On Mon, Aug 14, 2006 at 04:03:31PM +0200, Jonas Smedegaard wrote:
> On Mon, 14 Aug 2006 14:57:21 +0200 Sven Luther wrote:
> > Jonas, i agree on this with maks and pierre, being able to override
> > root= is a very essential feature. Furthermore, it is not all that
> > difficult to implement (just check for an existing root= command line
> > before providing your own copy), probably 3 lines of perl or so,
> > since the comand line is available as /proc/cmdline. I am no perl
> > expert though.
> 
> There's a difference between being able to read the root option
> provided on commandline and actually supporting it.

Well, once you can read the root options, you can easily enough make an
initial effort to support it, even with the below caveats.

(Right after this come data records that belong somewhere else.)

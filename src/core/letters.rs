//! Letter multiset for the derivability rule
//!
//! A LetterPool holds the letters of a root word that are still available.
//! Spelling a candidate consumes one occurrence per letter, left to right.
//! A letter is a grapheme cluster, so `e` followed by a combining accent is one
//! letter, distinct from a plain `e`.

use rustc_hash::FxHashMap;
use unicode_segmentation::UnicodeSegmentation;

/// Number of letters (grapheme clusters) in `text`
///
/// # Examples
/// ```
/// use word_scramble::core::letter_count;
///
/// assert_eq!(letter_count("going"), 5);
/// assert_eq!(letter_count("cafe\u{301}"), 4);
/// ```
#[must_use]
pub fn letter_count(text: &str) -> usize {
    text.graphemes(true).count()
}

/// Remaining letters of a lowercased root word, with multiplicity
#[derive(Debug, Clone, PartialEq, Eq)]
pub struct LetterPool {
    counts: FxHashMap<String, usize>,
}

impl LetterPool {
    /// Build a pool from a lowercased copy of `word`
    ///
    /// # Examples
    /// ```
    /// use word_scramble::core::LetterPool;
    ///
    /// let pool = LetterPool::new("Outgoing");
    /// assert_eq!(pool.remaining("o"), 2);
    /// assert_eq!(pool.remaining("n"), 1);
    /// assert_eq!(pool.remaining("z"), 0);
    /// ```
    #[must_use]
    pub fn new(word: &str) -> Self {
        let mut counts: FxHashMap<String, usize> = FxHashMap::default();
        for letter in word.to_lowercase().graphemes(true) {
            *counts.entry(letter.to_string()).or_insert(0) += 1;
        }
        Self { counts }
    }

    /// Take one occurrence of `letter` out of the pool
    ///
    /// Returns `false` and leaves the pool untouched if none is left.
    pub fn consume(&mut self, letter: &str) -> bool {
        match self.counts.get_mut(letter) {
            Some(count) if *count > 0 => {
                *count -= 1;
                true
            }
            _ => false,
        }
    }

    /// Consume every letter of `word` in order
    ///
    /// Stops at the first letter that has no remaining occurrence. Letters
    /// consumed before the failure stay consumed.
    pub fn consume_all(&mut self, word: &str) -> bool {
        word.graphemes(true).all(|letter| self.consume(letter))
    }

    /// Whether `word` can be spelled from this pool without reusing a letter
    ///
    /// The pool itself is not modified.
    #[must_use]
    pub fn can_spell(&self, word: &str) -> bool {
        self.clone().consume_all(word)
    }

    /// Occurrences of `letter` still available
    #[inline]
    #[must_use]
    pub fn remaining(&self, letter: &str) -> usize {
        self.counts.get(letter).copied().unwrap_or(0)
    }

    /// Total number of letters still available
    #[must_use]
    pub fn len(&self) -> usize {
        self.counts.values().sum()
    }

    /// Whether every letter has been consumed
    #[must_use]
    pub fn is_empty(&self) -> bool {
        self.len() == 0
    }
}
//! Rejection reasons shown to the player

use thiserror::Error;

/// Why a submission was turned down
///
/// Each reason carries a short title and a longer message for the notice shown
/// to the player. Rejections are returned as data and leave the session as it was.
#[derive(Debug, Clone, Copy, PartialEq, Eq, Hash, Error)]
pub enum RejectionReason {
    /// The exact word is already in the session history
    #[error("Word used already")]
    AlreadyUsed,
    /// The word needs letters the root word does not have
    #[error("Word not recognized")]
    NotDerivable,
    /// The dictionary does not know the word
    #[error("Not even a word")]
    NotARealWord,
}

impl RejectionReason {
    /// Notice title
    #[must_use]
    pub const fn title(self) -> &'static str {
        match self {
            Self::AlreadyUsed => "Word used already",
            Self::NotDerivable => "Word not recognized",
            Self::NotARealWord => "Not even a word",
        }
    }

    /// Notice body
    #[must_use]
    pub const fn message(self) -> &'static str {
        match self {
            Self::AlreadyUsed => "Be more original",
            Self::NotDerivable => "That didn't even come from the word given",
            Self::NotARealWord => "Okay that's too original",
        }
    }
}
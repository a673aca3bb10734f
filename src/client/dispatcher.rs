//! The connection's single reader.
//!
//! The dispatcher owns the inbound half of the socket. It decodes one frame
//! at a time, resolves the payload decoder through the correlation table and
//! hands the message to whoever owns its id. It stops when the connection is
//! closed or fails, and on the way out fails every outstanding exchange so
//! no caller is left waiting for its timeout.
use std::{
    io::{self, BufReader},
    net::TcpStream,
    sync::Arc,
    thread::{self, JoinHandle},
};

use log::{debug, info, trace, warn};

use crate::protocol::{Frame, Message, MessageId, ProtocolTransport, Response, ResponseKind};

use super::{ClientError, connection::Shared, table::Delivery};

pub(crate) struct Dispatcher {
    transport: ProtocolTransport<BufReader<TcpStream>>,
    shared: Arc<Shared>,
}

impl Dispatcher {
    pub fn new(stream: TcpStream, buffer: usize, shared: Arc<Shared>) -> Self {
        Self {
            transport: ProtocolTransport::new(BufReader::with_capacity(buffer, stream)),
            shared,
        }
    }

    pub fn spawn(self) -> io::Result<JoinHandle<()>> {
        thread::Builder::new()
            .name("dirlink-dispatcher".to_string())
            .spawn(move || self.run())
    }

    fn run(mut self) {
        info!("dispatcher running");
        let reason = loop {
            match self.transport.read_frame() {
                Ok(frame) => {
                    if let Err(reason) = self.route(frame) {
                        break reason;
                    }
                }
                Err(_) if self.shared.is_closing() => break ClientError::ConnectionClosed,
                Err(err) => {
                    if err.is_disconnect() {
                        warn!("server closed the connection: {err}");
                    } else {
                        warn!("unreadable frame, dropping connection: {err}");
                    }
                    break ClientError::transport(err);
                }
            }
        };
        self.shared.fail(reason);
        info!("dispatcher stopped");
    }

    /// Delivers one frame. An error stops the dispatcher.
    fn route(&self, frame: Frame) -> Result<(), ClientError> {
        let id = frame.id();
        if id.is_unsolicited() {
            return self.notify(frame);
        }

        let Some(kind) = self.shared.table.response_kind(id) else {
            self.unroutable(id);
            return Ok(());
        };
        let message =
            Message::<Response>::from_frame(frame, kind).map_err(|err| ClientError::codec(id, err));
        if let Err(err) = &message {
            debug!("routing decode failure to {id}: {err}");
        }

        match self.shared.table.deliver(id, message) {
            Delivery::Completed => trace!("completed {id}"),
            Delivery::Deposited => trace!("deposited into search {id}"),
            Delivery::Finished => debug!("search {id} finished"),
            Delivery::Notify(listener, message) => listener(message),
            Delivery::Unroutable => self.unroutable(id),
        }
        Ok(())
    }

    fn notify(&self, frame: Frame) -> Result<(), ClientError> {
        let message = Message::<Response>::from_frame(frame, ResponseKind::Notification)
            .map_err(|err| ClientError::codec(MessageId::UNSOLICITED, err));

        let disconnect = match &message {
            Ok(message) => match message.payload() {
                Response::Extended(extended) if extended.is_notice_of_disconnection() => {
                    Some(extended.result.diagnostic.clone())
                }
                _ => None,
            },
            Err(err) => {
                warn!("undecodable unsolicited notification: {err}");
                None
            }
        };

        let listeners = self.shared.table.notification_listeners();
        if listeners.is_empty() {
            debug!("no listener for unsolicited notification");
        }
        for listener in listeners {
            listener(message.clone());
        }

        match disconnect {
            Some(diagnostic) => {
                warn!("server sent notice of disconnection: {diagnostic}");
                Err(ClientError::Disconnected { diagnostic })
            }
            None => Ok(()),
        }
    }

    fn unroutable(&self, id: MessageId) {
        let dropped = self.shared.count_unroutable();
        debug!("dropping response for unknown message {id} ({dropped} so far)");
    }
}
//! Multiplexed directory client.
//!
//! A [`Connection`] lets many threads keep requests in flight on one socket.
//! Every request is stamped with a fresh [`MessageId`](crate::protocol::MessageId)
//! and registered in the connection's correlation table before it is
//! written. A single dispatcher thread reads responses, looks up the owner
//! of each id and hands the response over:
//!
//! - synchronous callers ([`Connection::call`]) block on a one-shot reply
//!   slot until the response, their timeout, or a connection failure;
//! - searches ([`Connection::search`]) accumulate entries and references
//!   until the done marker, releasing the caller in batches;
//! - asynchronous listeners ([`Connection::register_async`],
//!   [`Connection::on_notification`]) are invoked on the dispatcher thread.
//!
//! # Failures
//!
//! Errors local to one exchange (a timeout, an undecodable payload, an
//! abandon) only reach that exchange. Errors that make the stream unusable
//! (I/O failure, an unreadable frame, a notice of disconnection) fail every
//! outstanding exchange at once and close the connection; see
//! [`ClientError::is_connection_error`].
mod connection;
mod dispatcher;
mod error;
mod results;
mod search;
mod subscription;
mod table;

pub use connection::Connection;
pub use error::ClientError;
pub use results::{Entries, SearchResults};
pub use search::{Search, SearchBatch};
pub use subscription::Subscription;
pub use table::{Listener, SearchPhase};

#[cfg(test)]
pub(crate) mod testing {
    //! A scripted server on a loopback socket.
    use std::{
        io::Write,
        net::{Shutdown, TcpListener, TcpStream},
        time::Duration,
    };

    use crate::{
        config::ConnectionConfig,
        protocol::{Control, Frame, Message, MessageId, ProtocolTransport, Request, Response},
    };

    use super::Connection;

    pub(crate) struct Peer {
        reader: ProtocolTransport<TcpStream>,
        writer: ProtocolTransport<TcpStream>,
    }

    impl Peer {
        /// Reads the next request the client wrote.
        pub fn receive(&mut self) -> Message<Request> {
            let frame = self.reader.read_frame().expect("client frame");
            Message::<Request>::from_frame(frame).expect("client request")
        }

        pub fn reply(&mut self, id: MessageId, response: Response) {
            self.reply_with(id, response, Vec::new());
        }

        pub fn reply_with(&mut self, id: MessageId, response: Response, controls: Vec<Control>) {
            self.writer
                .write_message(&Message::new(id, response, controls))
                .expect("write response");
        }

        pub fn send_frame(&mut self, frame: Frame) {
            self.writer.write_frame(&frame).expect("write frame");
        }

        pub fn send_raw(&mut self, bytes: &[u8]) {
            let mut stream = self.writer.get_ref();
            stream.write_all(bytes).expect("write bytes");
            stream.flush().expect("flush");
        }

        pub fn hang_up(&mut self) {
            let _ = self.writer.get_ref().shutdown(Shutdown::Both);
        }
    }

    pub(crate) fn connect() -> (Connection, Peer) {
        let _ = env_logger::builder().is_test(true).try_init();

        let listener = TcpListener::bind("127.0.0.1:0").expect("bind loopback");
        let address = listener.local_addr().expect("local address");
        let connection =
            Connection::connect(address, &ConnectionConfig::default()).expect("connect");
        let (stream, _) = listener.accept().expect("accept");
        stream
            .set_read_timeout(Some(Duration::from_secs(10)))
            .expect("read timeout");
        let writer = stream.try_clone().expect("clone stream");

        let peer = Peer {
            reader: ProtocolTransport::new(stream),
            writer: ProtocolTransport::new(writer),
        };
        (connection, peer)
    }
}
//! Correlation table.
//!
//! The only structure both the dispatcher and caller threads mutate. It maps
//! every outstanding message id to the state of its exchange and holds the
//! unsolicited-notification listeners. All access goes through one mutex;
//! listener callbacks are always invoked after the lock is released.
use std::{
    collections::HashMap,
    sync::{Arc, Mutex, MutexGuard, PoisonError},
};

use crossbeam_channel::Sender;
use log::debug;

use crate::protocol::{Message, MessageId, MessageIds, Response, ResponseKind};

use super::{ClientError, search::SearchState};

/// Callback for asynchronous deliveries.
///
/// Invoked on the dispatcher thread for every matching arrival, so it must
/// not block. After a connection failure it receives the error once.
pub type Listener = Arc<dyn Fn(Result<Message<Response>, ClientError>) + Send + Sync>;

pub(crate) type Reply = Result<Message<Response>, ClientError>;

/// Ids tried before giving up on finding a free one.
const ALLOCATION_ATTEMPTS: usize = 1024;

#[derive(Debug, Clone, Copy, PartialEq, Eq)]
pub enum SearchPhase {
    /// A caller is waiting on the search.
    Draining,
    /// Partial results were released; arrivals keep accumulating.
    Batched,
}

pub(crate) enum Entry {
    Pending {
        kind: ResponseKind,
        reply: Sender<Reply>,
    },
    Search {
        phase: SearchPhase,
        state: Arc<SearchState>,
    },
    Async {
        kind: ResponseKind,
        listener: Listener,
    },
}

impl Entry {
    fn kind(&self) -> ResponseKind {
        match self {
            Entry::Pending { kind, .. } | Entry::Async { kind, .. } => *kind,
            Entry::Search { .. } => ResponseKind::Search,
        }
    }
}

/// What happened to an inbound message.
pub(crate) enum Delivery {
    /// A waiting caller got its response.
    Completed,
    /// Deposited into a search still in progress.
    Deposited,
    /// Deposited into a search, which is now finished.
    Finished,
    /// The caller must hand the message to the listener once the lock is
    /// gone.
    Notify(Listener, Reply),
    /// Nobody owns the id.
    Unroutable,
}

#[derive(Default)]
struct TableState {
    entries: HashMap<MessageId, Entry>,
    notifications: Vec<(u64, Listener)>,
    next_listener: u64,
    closed: Option<ClientError>,
}

#[derive(Default)]
pub(crate) struct CorrelationTable {
    state: Mutex<TableState>,
}

impl CorrelationTable {
    pub fn new() -> Self {
        Self::default()
    }

    // Nothing panics while holding the lock, so a poisoned state is intact.
    fn lock(&self) -> MutexGuard<'_, TableState> {
        self.state.lock().unwrap_or_else(PoisonError::into_inner)
    }

    /// Registers `entry` under the next id from `ids` that is not in use.
    pub fn register_next(&self, ids: &MessageIds, entry: Entry) -> Result<MessageId, ClientError> {
        let mut state = self.lock();
        if let Some(reason) = &state.closed {
            return Err(reason.clone());
        }
        for _ in 0..ALLOCATION_ATTEMPTS {
            let id = ids.allocate();
            if !state.entries.contains_key(&id) {
                state.entries.insert(id, entry);
                return Ok(id);
            }
            debug!("message id {id} still outstanding, skipping");
        }
        Err(ClientError::IdsExhausted)
    }

    pub fn remove(&self, id: MessageId) -> bool {
        self.lock().entries.remove(&id).is_some()
    }

    /// Deregisters `id` and releases whoever waits on it with
    /// [`ClientError::Abandoned`].
    ///
    /// A search is failed before the lock is released, so a handle that
    /// finds itself deregistered always finds the error too.
    pub fn abandon(&self, id: MessageId) -> bool {
        let mut state = self.lock();
        match state.entries.remove(&id) {
            Some(Entry::Search { state: search, .. }) => {
                search.fail(ClientError::Abandoned { id });
                true
            }
            // Dropping the reply sender disconnects the waiting caller.
            Some(_) => true,
            None => false,
        }
    }

    pub fn contains(&self, id: MessageId) -> bool {
        self.lock().entries.contains_key(&id)
    }

    pub fn len(&self) -> usize {
        self.lock().entries.len()
    }

    /// Decoder selection for the second decoding phase.
    pub fn response_kind(&self, id: MessageId) -> Option<ResponseKind> {
        self.lock().entries.get(&id).map(Entry::kind)
    }

    pub fn phase(&self, id: MessageId) -> Option<SearchPhase> {
        match self.lock().entries.get(&id) {
            Some(Entry::Search { phase, .. }) => Some(*phase),
            _ => None,
        }
    }

    /// Flips a search between draining and batched. Returns `false` when
    /// the search is no longer registered.
    pub fn set_phase(&self, id: MessageId, next: SearchPhase) -> bool {
        match self.lock().entries.get_mut(&id) {
            Some(Entry::Search { phase, .. }) => {
                *phase = next;
                true
            }
            _ => false,
        }
    }

    /// Routes a decoded message (or its decode failure) to the owner of `id`.
    pub fn deliver(&self, id: MessageId, message: Reply) -> Delivery {
        let mut state = self.lock();
        match state.entries.remove(&id) {
            None => Delivery::Unroutable,
            Some(Entry::Pending { reply, .. }) => {
                // The receiver is gone if the caller already gave up.
                let _ = reply.try_send(message);
                Delivery::Completed
            }
            Some(Entry::Search { phase, state: search }) => {
                if search.deposit(id, message) {
                    Delivery::Finished
                } else {
                    state.entries.insert(
                        id,
                        Entry::Search {
                            phase,
                            state: search,
                        },
                    );
                    Delivery::Deposited
                }
            }
            Some(Entry::Async { kind, listener }) => {
                let notify = Arc::clone(&listener);
                state.entries.insert(id, Entry::Async { kind, listener });
                Delivery::Notify(notify, message)
            }
        }
    }

    pub fn add_notification_listener(&self, listener: Listener) -> Result<u64, ClientError> {
        let mut state = self.lock();
        if let Some(reason) = &state.closed {
            return Err(reason.clone());
        }
        let token = state.next_listener;
        state.next_listener += 1;
        state.notifications.push((token, listener));
        Ok(token)
    }

    pub fn remove_notification_listener(&self, token: u64) -> bool {
        let mut state = self.lock();
        let before = state.notifications.len();
        state.notifications.retain(|(registered, _)| *registered != token);
        state.notifications.len() != before
    }

    pub fn notification_listeners(&self) -> Vec<Listener> {
        self.lock()
            .notifications
            .iter()
            .map(|(_, listener)| Arc::clone(listener))
            .collect()
    }

    /// Fails every outstanding exchange with `reason` and refuses new ones.
    ///
    /// Returns the listeners that still need to hear about it. Only the first
    /// call has any effect.
    pub fn close(&self, reason: ClientError) -> Vec<Listener> {
        let mut state = self.lock();
        if state.closed.is_some() {
            return Vec::new();
        }
        state.closed = Some(reason.clone());

        let mut listeners = Vec::new();
        for (id, entry) in state.entries.drain() {
            match entry {
                Entry::Pending { reply, .. } => {
                    let _ = reply.try_send(Err(reason.clone()));
                }
                Entry::Search { state: search, .. } => search.fail(reason.clone()),
                Entry::Async { listener, .. } => listeners.push(listener),
            }
            debug!("failed outstanding message {id}: {reason}");
        }
        listeners.extend(state.notifications.drain(..).map(|(_, listener)| listener));
        listeners
    }

    pub fn closed_reason(&self) -> Option<ClientError> {
        self.lock().closed.clone()
    }
}
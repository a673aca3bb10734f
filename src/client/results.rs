use std::{collections::VecDeque, time::Duration};

use log::debug;

use crate::protocol::{Control, LdapResult, SearchEntry};

use super::{ClientError, SearchBatch, search::Search};

/// Search results as an enumeration that keeps growing while the server
/// streams.
///
/// Entries already received are handed out first; once the buffer runs dry
/// the enumeration waits for more on the underlying [`Search`]. An engine
/// error is raised once, after which the enumeration reports itself
/// exhausted.
pub struct SearchResults {
    buffer: VecDeque<SearchEntry>,
    references: Vec<Vec<String>>,
    result: Option<LdapResult>,
    controls: Vec<Control>,
    finished: bool,
    search: Option<Search>,
}

impl SearchResults {
    pub(crate) fn new(batch: SearchBatch, search: Search) -> Self {
        let mut results = Self {
            buffer: VecDeque::new(),
            references: Vec::new(),
            result: None,
            controls: Vec::new(),
            finished: false,
            search: Some(search),
        };
        results.absorb(batch);
        results
    }

    /// Whether another entry is available, waiting up to `timeout` for one.
    pub fn has_more(&mut self, timeout: Duration) -> Result<bool, ClientError> {
        while self.buffer.is_empty() && !self.finished {
            let Some(search) = self.search.as_mut() else {
                self.finished = true;
                break;
            };
            match search.fill(timeout) {
                Ok(batch) => self.absorb(batch),
                Err(err) if err.is_timeout() => return Err(err),
                Err(err) => {
                    debug!("search {} ended with {err}", search.id());
                    self.finish();
                    return Err(err);
                }
            }
        }
        Ok(!self.buffer.is_empty())
    }

    /// Takes the next entry, waiting up to `timeout` for it.
    pub fn next(&mut self, timeout: Duration) -> Result<SearchEntry, ClientError> {
        if self.has_more(timeout)? {
            if let Some(entry) = self.buffer.pop_front() {
                return Ok(entry);
            }
        }
        Err(ClientError::Exhausted)
    }

    /// Iterates over the remaining entries. Iteration ends after the first
    /// error.
    pub fn entries(&mut self, timeout: Duration) -> Entries<'_> {
        Entries {
            results: self,
            timeout,
            failed: false,
        }
    }

    /// Stops waiting for further entries. Buffered entries are discarded.
    pub fn close(&mut self) {
        self.buffer.clear();
        self.finish();
    }

    /// Continuation references seen so far.
    pub fn references(&self) -> &[Vec<String>] {
        &self.references
    }

    /// The final result, once the done marker has been received.
    pub fn result(&self) -> Option<&LdapResult> {
        self.result.as_ref()
    }

    pub fn controls(&self) -> &[Control] {
        &self.controls
    }

    fn absorb(&mut self, batch: SearchBatch) {
        self.buffer.extend(batch.entries);
        self.references.extend(batch.references);
        if let Some(result) = batch.result {
            self.result = Some(result);
            self.controls = batch.controls;
            self.finish();
        }
    }

    fn finish(&mut self) {
        self.finished = true;
        // Dropping an unfinished search deregisters it.
        self.search = None;
    }
}

pub struct Entries<'a> {
    results: &'a mut SearchResults,
    timeout: Duration,
    failed: bool,
}

impl Iterator for Entries<'_> {
    type Item = Result<SearchEntry, ClientError>;

    fn next(&mut self) -> Option<Self::Item> {
        if self.failed {
            return None;
        }
        match self.results.has_more(self.timeout) {
            Ok(true) => self.results.buffer.pop_front().map(Ok),
            Ok(false) => None,
            Err(err) => {
                self.failed = true;
                Some(Err(err))
            }
        }
    }
}
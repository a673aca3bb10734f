use std::{sync::Arc, time::Duration};

use thiserror::Error;

use crate::protocol::{CodecError, MessageId, OpTag, TransportError};

/// Errors surfaced to callers of a [`Connection`](super::Connection).
///
/// The type is `Clone` so a single connection failure can be handed to every
/// outstanding caller.
#[derive(Debug, Clone, Error)]
pub enum ClientError {
    #[error("connection failed: {0}")]
    Transport(#[source] Arc<TransportError>),

    #[error("connection closed")]
    ConnectionClosed,

    #[error("server disconnected: {diagnostic}")]
    Disconnected { diagnostic: String },

    #[error("message {id} timed out after {timeout:?}")]
    Timeout { id: MessageId, timeout: Duration },

    #[error("bad payload for message {id}: {source}")]
    Codec {
        id: MessageId,
        #[source]
        source: Arc<CodecError>,
    },

    #[error("message {id} was abandoned")]
    Abandoned { id: MessageId },

    #[error("no more search entries")]
    Exhausted,

    #[error("{tag:?} does not have a single response")]
    NotSynchronous { tag: OpTag },

    #[error("no free message id")]
    IdsExhausted,
}

impl ClientError {
    pub(crate) fn transport(err: TransportError) -> Self {
        Self::Transport(Arc::new(err))
    }

    pub(crate) fn codec(id: MessageId, err: CodecError) -> Self {
        Self::Codec {
            id,
            source: Arc::new(err),
        }
    }

    /// Local to one caller; retrying on the same connection is fine.
    pub fn is_timeout(&self) -> bool {
        matches!(self, ClientError::Timeout { .. })
    }

    /// The connection is unusable and the consumer must reconnect.
    pub fn is_connection_error(&self) -> bool {
        matches!(
            self,
            ClientError::Transport(_)
                | ClientError::ConnectionClosed
                | ClientError::Disconnected { .. }
        )
    }
}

You just need to use this value instead of the detected at build time one, i
have not looked, but i can't imagine it is anything but trivial.

> The fundamental design of yaird causes it to not be able to support
> changing root at boot time. It may happen to work for some specific
> cases, but not in general.
> 
>  * Only kernel modules specifically needed to reach the default root
>    is included with the image.

Sure, but even with the same modules, it is still good to be allowed to
override root, be it only to be able to boot into the system and rerun yaird
or something. Imagine you moved the disk around on the same controler, or
inserted a new disk and the ordering changed. Imagine too you used a tool like
partimage to move the whole system to another partition of the same disk or of
a similar machine.

>  * Only device files specifically needed to reach the default root
>    is created while in the pre-root boot stage.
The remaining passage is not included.